She and I knew every one of those seventeen, by name. Can you understand that this made us more useful alive than dead? For us to go after Ismene is what they wanted."

"So they didn't kill her, they just held her? Like... I don't know what. A worm on a goddamn hook?"

"A goddamn hook." He was looking away from me again. "Sometimes, after a while, usually... these children are adopted. By military or government couples who cannot have children."

I felt numb, as if I had taken some drug. "And you picked the lives of those seventeen people over getting your daughter back?" I said. "Or at least a chance at getting her back?"

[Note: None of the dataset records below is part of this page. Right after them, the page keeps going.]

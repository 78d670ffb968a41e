//! `<E>Data`: the mutable transfer object the entity is built from.

use crate::domain::entities::SpecificationRecord;
use crate::domain::generators::{use_hint, value_hint};
use crate::domain::source::{ClassDecl, ClassModifier, PropertyDecl, SourceUnit, Visibility};

pub fn generate(spec: &SpecificationRecord) -> SourceUnit {
    let mut class = ClassDecl::new(spec.data_class().name()).modifier(ClassModifier::Final);

    for property in spec.properties() {
        let hint = value_hint(property);
        let mut decl = PropertyDecl::new(property.name(), Visibility::Public).typed(hint);
        if let Some(default) = property.default_value() {
            decl = decl.default_value(default.literal());
        } else if property.is_to_many() {
            decl = decl.default_value("[]");
        } else if property.nullable() {
            decl = decl.default_value("null");
        }
        class.properties.push(decl);
    }

    let mut unit = SourceUnit::new(spec.namespace(), class);
    for property in spec.properties() {
        use_hint(&mut unit, &value_hint(property));
    }
    unit
}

"What would you do, Taylor?"

"I don't know. I hate to say it, but I really don't know. I can't even begin to think about a world where people have to make choices like that."

"You live in that world," he said quietly, and I knew this, but I didn't want to. I started to cry then, just tears streaming out all over and no stopping them. Estevan put his arm around me and I sobbed against his shoulder. The dam had really broken.

I was embarrassed. "I'm going to get snot on your clean shirt," I said.

"I don't know what it is, snot."

"Good," I said.

There was no way on earth I could explain what I felt, that my whole life had been running along on dumb luck and I hadn't even noticed.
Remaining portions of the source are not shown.